With only a single pink chair on stage, Winfrey held court, telling the audience that today she would not be giving away cars nor were there any trinkets hidden beneath their seats. Instead, Winfrey used her final show, the 4,561st, to thank the audience that made hers the No. 1 talk show for its entire 25-year run.

She reminisced about her various hair styles and earrings "the size of napkins," showing a few clips from her early years, when she first came to Chicago to host "AM Chicago" before it became "The Oprah Winfrey Show."

Early on, Winfrey discovered she needed an audience to make magic and she pulled in her staff, friends and people off the street. She was soon getting feedback from her audience, citing a letter from Carrie in Anne Arbor, Mich., who wrote the first week Winfrey went national, "Watching you be yourself makes me want to be more myself."

Winfrey, who has always said she wanted to be a teacher, said her show became her classroom and in some cases she did the teaching and other times, the learning. Over her final hour on television, she reiterated the lessons that she has learned and imparted to her audience over the years.

They included finding your calling, remembering the Golden Rule, taking responsibility for your life and allowing God or grace to work in your life.

Winfrey did not shy away from invoking God, saying that the secret to her success has always been "my team and Jesus."

"God is love," she said. "God is life and your life is always speaking to you."

Winfrey implored her audience to embrace their "light and use your life to serve the world."

Through her show, Winfrey said she was able to drop the veil on people's lives and have them speak their truths, whether they were addicts, abusers or abused. Though she said she has no regrets, the one thing she wished she could have done more of was expose the horrors of child sexual abuse.

One of her proudest moments, she said, singling out Tyler Perry, was when 200 men who had been victims of sexual abuse stood in her audience holding pictures of them as boys.

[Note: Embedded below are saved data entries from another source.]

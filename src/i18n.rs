use rust_i18n::t;

/// Languages the app ships catalogs for.
#[derive(Clone, Copy, Debug, PartialEq, Eq, Hash)]
pub enum Locale {
    En,
    Hi,
    Mr,
}

impl Locale {
    pub const ALL: [Locale; 3] = [Locale::En, Locale::Hi, Locale::Mr];

    pub fn as_str(self) -> &'static str {
        match self {
            Locale::En => "en",
            Locale::Hi => "hi",
            Locale::Mr => "mr",
        }
    }

    pub fn from_tag(tag: &str) -> Option<Self> {
        match tag {
            "en" => Some(Locale::En),
            "hi" => Some(Locale::Hi),
            "mr" => Some(Locale::Mr),
            _ => None,
        }
    }

    /// Short badge shown in the header, in the language's own script.
    pub fn label(self) -> &'static str {
        match self {
            Locale::En => "EN",
            Locale::Hi => "हिंदी",
            Locale::Mr => "मराठी",
        }
    }

    pub fn display_name(self) -> &'static str {
        match self {
            Locale::En => "English",
            Locale::Hi => "हिंदी",
            Locale::Mr => "मराठी",
        }
    }

    pub fn next(self) -> Self {
        match self {
            Locale::En => Locale::Hi,
            Locale::Hi => Locale::Mr,
            Locale::Mr => Locale::En,
        }
    }
}

impl Default for Locale {
    fn default() -> Self {
        Locale::En
    }
}

/// String lookup service the sessions depend on. Production uses the
/// rust-i18n backed [`Catalog`]; tests substitute stubs.
pub trait Translate {
    fn translate(&self, key: &str, locale: Locale) -> String;
}

/// Translation catalog over the embedded `locales/` YAML files.
#[derive(Clone, Copy, Debug, Default)]
pub struct Catalog;

impl Translate for Catalog {
    fn translate(&self, key: &str, locale: Locale) -> String {
        t!(key, locale = locale.as_str()).into_owned()
    }
}
pub mod chat;
pub mod classify;
pub mod quiz;
pub mod schedule;

use chrono::Local;

/// One transcript entry. Immutable once appended.
#[derive(Clone, Debug, PartialEq, Eq)]
pub struct Message {
    pub content: String,
    pub is_user: bool,
    pub timestamp: String,
}

impl Message {
    pub fn user(content: impl Into<String>) -> Self {
        Self {
            content: content.into(),
            is_user: true,
            timestamp: stamp(),
        }
    }

    pub fn tutor(content: impl Into<String>) -> Self {
        Self {
            content: content.into(),
            is_user: false,
            timestamp: stamp(),
        }
    }
}

fn stamp() -> String {
    Local::now().format("%H:%M").to_string()
}
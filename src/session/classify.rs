use icu_normalizer::ComposingNormalizer;

use crate::i18n::Locale;

/// Reply template chosen for a user utterance.
#[derive(Clone, Copy, Debug, PartialEq, Eq)]
pub enum ResponseCategory {
    Explain,
    Example,
    Question,
    Default,
}

impl ResponseCategory {
    pub fn template_key(self) -> &'static str {
        match self {
            ResponseCategory::Explain => "responses.explain",
            ResponseCategory::Example => "responses.example",
            ResponseCategory::Question => "responses.question",
            ResponseCategory::Default => "responses.default",
        }
    }
}

const EXPLAIN_EN: &[&str] = &["explain"];
const EXAMPLE_EN: &[&str] = &["example"];
const QUESTION_EN: &[&str] = &["question", "questions"];

const EXPLAIN_HI: &[&str] = &["समझाएं", "समझाओ"];
const EXAMPLE_HI: &[&str] = &["उदाहरण"];
const QUESTION_HI: &[&str] = &["सवाल", "प्रश्न"];

const EXPLAIN_MR: &[&str] = &["समजावून", "समजवा"];
const EXAMPLE_MR: &[&str] = &["उदाहरण"];
const QUESTION_MR: &[&str] = &["प्रश्न", "सवाल"];

fn keywords(category: ResponseCategory, locale: Locale) -> (&'static [&'static str], &'static [&'static str]) {
    let extra: &[&str] = match (category, locale) {
        (ResponseCategory::Explain, Locale::Hi) => EXPLAIN_HI,
        (ResponseCategory::Explain, Locale::Mr) => EXPLAIN_MR,
        (ResponseCategory::Example, Locale::Hi) => EXAMPLE_HI,
        (ResponseCategory::Example, Locale::Mr) => EXAMPLE_MR,
        (ResponseCategory::Question, Locale::Hi) => QUESTION_HI,
        (ResponseCategory::Question, Locale::Mr) => QUESTION_MR,
        _ => &[],
    };
    let base: &[&str] = match category {
        ResponseCategory::Explain => EXPLAIN_EN,
        ResponseCategory::Example => EXAMPLE_EN,
        ResponseCategory::Question => QUESTION_EN,
        ResponseCategory::Default => &[],
    };
    (base, extra)
}

/// Pick a reply category by case-insensitive substring match against the
/// English keywords plus the locale's equivalents. Categories are tried in
/// a fixed priority order; the first hit wins regardless of where the
/// keyword sits in the input.
///
/// Input is NFC-normalized first so composed and decomposed Devanagari
/// spellings match the same keywords.
pub fn classify(text: &str, locale: Locale) -> ResponseCategory {
    let nfc = ComposingNormalizer::new_nfc();
    let normalized = nfc.normalize(text).to_lowercase();

    for category in [
        ResponseCategory::Explain,
        ResponseCategory::Example,
        ResponseCategory::Question,
    ] {
        let (base, extra) = keywords(category, locale);
        if base
            .iter()
            .chain(extra.iter())
            .any(|kw| normalized.contains(kw))
        {
            return category;
        }
    }
    ResponseCategory::Default
}
use crossterm::event::{KeyCode, KeyEvent, KeyModifiers};

#[derive(Clone, Copy, Debug, PartialEq, Eq)]
pub enum InputResult {
    Continue,
    Submit,
    Cancel,
}

/// Single-line editor for the chat input box.
pub struct LineInput {
    text: String,
    /// Cursor position as a char index (0 = before first char).
    cursor: usize,
}

impl LineInput {
    pub fn new(text: &str) -> Self {
        let cursor = text.chars().count();
        Self {
            text: text.to_string(),
            cursor,
        }
    }

    pub fn value(&self) -> &str {
        &self.text
    }

    pub fn is_empty(&self) -> bool {
        self.text.trim().is_empty()
    }

    pub fn clear(&mut self) {
        self.text.clear();
        self.cursor = 0;
    }

    /// Returns (before_cursor, cursor_char, after_cursor) for styled rendering.
    /// When cursor is at end of text, cursor_char is None.
    pub fn render_parts(&self) -> (&str, Option<char>, &str) {
        let byte_offset = self.char_to_byte(self.cursor);
        if self.cursor >= self.text.chars().count() {
            (&self.text, None, "")
        } else {
            let ch = self.text[byte_offset..].chars().next().unwrap_or(' ');
            let next_byte = byte_offset + ch.len_utf8();
            (&self.text[..byte_offset], Some(ch), &self.text[next_byte..])
        }
    }

    pub fn handle(&mut self, key: KeyEvent) -> InputResult {
        match key.code {
            KeyCode::Esc => return InputResult::Cancel,
            KeyCode::Enter => return InputResult::Submit,

            KeyCode::Left => {
                if self.cursor > 0 {
                    self.cursor -= 1;
                }
            }
            KeyCode::Right => {
                let len = self.text.chars().count();
                if self.cursor < len {
                    self.cursor += 1;
                }
            }
            KeyCode::Home => {
                self.cursor = 0;
            }
            KeyCode::End => {
                self.cursor = self.text.chars().count();
            }
            KeyCode::Backspace => {
                if self.cursor > 0 {
                    let byte_offset = self.char_to_byte(self.cursor - 1);
                    if let Some(ch) = self.text[byte_offset..].chars().next() {
                        self.text
                            .replace_range(byte_offset..byte_offset + ch.len_utf8(), "");
                        self.cursor -= 1;
                    }
                }
            }
            KeyCode::Delete => {
                let len = self.text.chars().count();
                if self.cursor < len {
                    let byte_offset = self.char_to_byte(self.cursor);
                    if let Some(ch) = self.text[byte_offset..].chars().next() {
                        self.text
                            .replace_range(byte_offset..byte_offset + ch.len_utf8(), "");
                    }
                }
            }
            KeyCode::Char('a') if key.modifiers.contains(KeyModifiers::CONTROL) => {
                self.cursor = 0;
            }
            KeyCode::Char('e') if key.modifiers.contains(KeyModifiers::CONTROL) => {
                self.cursor = self.text.chars().count();
            }
            KeyCode::Char('u') if key.modifiers.contains(KeyModifiers::CONTROL) => {
                self.clear();
            }
            KeyCode::Char('w') if key.modifiers.contains(KeyModifiers::CONTROL) => {
                self.delete_word_back();
            }
            KeyCode::Char(ch) if !key.modifiers.contains(KeyModifiers::CONTROL) => {
                let byte_offset = self.char_to_byte(self.cursor);
                self.text.insert(byte_offset, ch);
                self.cursor += 1;
            }
            _ => {}
        }
        InputResult::Continue
    }

    /// Convert char index to byte offset.
    fn char_to_byte(&self, char_idx: usize) -> usize {
        self.text
            .char_indices()
            .nth(char_idx)
            .map(|(b, _)| b)
            .unwrap_or(self.text.len())
    }

    /// Delete word before cursor (unix-word-rubout: skip whitespace, then non-whitespace).
    fn delete_word_back(&mut self) {
        if self.cursor == 0 {
            return;
        }
        let chars: Vec<char> = self.text.chars().collect();
        let mut pos = self.cursor;

        while pos > 0 && chars[pos - 1].is_whitespace() {
            pos -= 1;
        }
        while pos > 0 && !chars[pos - 1].is_whitespace() {
            pos -= 1;
        }

        let start_byte = self.char_to_byte(pos);
        let end_byte = self.char_to_byte(self.cursor);
        self.text.replace_range(start_byte..end_byte, "");
        self.cursor = pos;
    }
}

#[cfg(test)]
mod tests {
    use super::*;

    fn key(code: KeyCode) -> KeyEvent {
        KeyEvent::new(code, KeyModifiers::NONE)
    }

    fn ctrl(ch: char) -> KeyEvent {
        KeyEvent::new(KeyCode::Char(ch), KeyModifiers::CONTROL)
    }

    #[test]
    fn insert_at_start_middle_end() {
        let mut input = LineInput::new("ac");
        input.handle(key(KeyCode::Char('d')));
        assert_eq!(input.value(), "acd");

        input.handle(key(KeyCode::Home));
        input.handle(key(KeyCode::Char('z')));
        assert_eq!(input.value(), "zacd");
        assert_eq!(input.cursor, 1);

        input.handle(key(KeyCode::Right));
        input.handle(key(KeyCode::Char('b')));
        assert_eq!(input.value(), "zabcd");
        assert_eq!(input.cursor, 3);
    }

    #[test]
    fn backspace_at_boundaries() {
        let mut input = LineInput::new("ab");
        input.handle(key(KeyCode::Backspace));
        assert_eq!(input.value(), "a");
        input.handle(key(KeyCode::Backspace));
        assert_eq!(input.value(), "");
        input.handle(key(KeyCode::Backspace));
        assert_eq!(input.value(), "");
        assert_eq!(input.cursor, 0);
    }

    #[test]
    fn delete_at_boundaries() {
        let mut input = LineInput::new("ab");
        input.handle(key(KeyCode::Home));
        input.handle(key(KeyCode::Delete));
        assert_eq!(input.value(), "b");
        assert_eq!(input.cursor, 0);

        input.handle(key(KeyCode::End));
        input.handle(key(KeyCode::Delete));
        assert_eq!(input.value(), "b");
    }

    #[test]
    fn multibyte_editing_is_char_based() {
        let mut input = LineInput::new("सवाल");
        assert_eq!(input.cursor, 4);
        input.handle(key(KeyCode::Backspace));
        assert_eq!(input.value(), "सवा");
        input.handle(key(KeyCode::Home));
        input.handle(key(KeyCode::Delete));
        assert_eq!(input.value(), "वा");
    }

    #[test]
    fn ctrl_w_word_delete() {
        let mut input = LineInput::new("foo bar  ");
        input.handle(ctrl('w'));
        assert_eq!(input.value(), "foo ");

        let mut input2 = LineInput::new("  foo");
        input2.handle(ctrl('w'));
        assert_eq!(input2.value(), "  ");

        let mut input3 = LineInput::new("");
        input3.handle(ctrl('w'));
        assert_eq!(input3.value(), "");
    }

    #[test]
    fn ctrl_a_e_u() {
        let mut input = LineInput::new("test");
        input.handle(ctrl('a'));
        assert_eq!(input.cursor, 0);
        input.handle(ctrl('e'));
        assert_eq!(input.cursor, 4);
        input.handle(ctrl('u'));
        assert_eq!(input.value(), "");
        assert_eq!(input.cursor, 0);
    }

    #[test]
    fn render_parts_positions() {
        let mut input = LineInput::new("abc");
        let (before, ch, after) = input.render_parts();
        assert_eq!((before, ch, after), ("abc", None, ""));

        input.cursor = 1;
        let (before, ch, after) = input.render_parts();
        assert_eq!((before, ch, after), ("a", Some('b'), "c"));
    }

    #[test]
    fn submit_and_cancel() {
        let mut input = LineInput::new("test");
        assert_eq!(input.handle(key(KeyCode::Enter)), InputResult::Submit);
        let mut input2 = LineInput::new("test");
        assert_eq!(input2.handle(key(KeyCode::Esc)), InputResult::Cancel);
    }

    #[test]
    fn is_empty_treats_whitespace_as_empty() {
        assert!(LineInput::new("").is_empty());
        assert!(LineInput::new("   ").is_empty());
        assert!(!LineInput::new("x").is_empty());
    }
}
//! Dash Runner - An auto-scrolling platformer simulation
//!
//! Core modules:
//! - `sim`: Deterministic simulation (kinematics, collisions, level lifecycle)
//! - `tuning`: Data-driven physics and layout constants
//! - `level_file`: JSON level files mapped onto layout grids
//! - `autopilot`: Input policies for demo/idle play

pub mod autopilot;
pub mod level_file;
pub mod sim;
pub mod tuning;

pub use level_file::LevelFile;
pub use tuning::Tuning;

/// Game configuration constants
pub mod consts {
    /// Step rate the tick-based forgiveness windows were tuned against
    pub const ASSUMED_STEP_HZ: f64 = 60.0;
    /// Nominal simulation timestep
    pub const SIM_DT: f64 = 1.0 / ASSUMED_STEP_HZ;
    /// Ceiling applied to every step's delta (keeps gravity integration stable)
    pub const MAX_DT: f64 = 1.0 / ASSUMED_STEP_HZ;

    /// Player physics
    pub const GRAVITY: f64 = 2500.0;
    pub const JUMP_VELOCITY: f64 = -800.0;
    /// 180 degrees in exactly 0.25 s
    pub const ROTATION_SPEED: f64 = 720.0;
    pub const JUMP_SWEEP_DEG: f64 = 180.0;

    /// Forgiveness windows (ticks, not seconds)
    pub const COYOTE_TICKS: u32 = 5;
    pub const JUMP_BUFFER_TICKS: u32 = 5;

    /// Post-respawn hazard grace window (seconds)
    pub const INVINCIBILITY_SECS: f64 = 0.5;

    /// World scroll (5 px per frame at 60 Hz)
    pub const SCROLL_SPEED: f64 = 300.0;

    /// Layout defaults
    pub const DEFAULT_TILE_SIZE: f64 = 75.0;
    pub const DEFAULT_START_X: f64 = 100.0;
    pub const DEFAULT_START_Y: f64 = 200.0;

    /// Float slack for contact tests
    pub const CONTACT_EPSILON: f64 = 1e-6;
}

/// Round an angle (degrees) to the nearest multiple of `step`
#[inline]
pub fn snap_angle(angle: f64, step: f64) -> f64 {
    (angle / step).round() * step
}

/// Wrap an angle (degrees) into [0, 360)
#[inline]
pub fn wrap_degrees(angle: f64) -> f64 {
    let wrapped = angle.rem_euclid(360.0);
    // rem_euclid can return 360.0 for tiny negative inputs
    if wrapped >= 360.0 { 0.0 } else { wrapped }
}

/// Clamp a wall-clock delta into the simulation's accepted range
#[inline]
pub fn clamp_dt(dt: f64, max_dt: f64) -> f64 {
    if dt.is_finite() { dt.clamp(0.0, max_dt) } else { 0.0 }
}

After giving out a new e-mail address, oprah@oprah.com, Winfrey said, "I won't say goodbye, I'll just say until we meet again, to God be the glory."

Walking through the audience, she stopped to hug and kiss her steady, Graham, as well as others. Then she stood under the lights one last time, her hands outstretched as if to soak in this final moment, before leaving.

As the credits rolled, listing her Harpo team, which will remain in Chicago while she moves full-time to Los Angeles and her network OWN, Winfrey is seen kissing, hugging and crying with her staff members. The final image is of Winfrey, with her cocker spaniel Sadie tucked under her arm, walking off alone.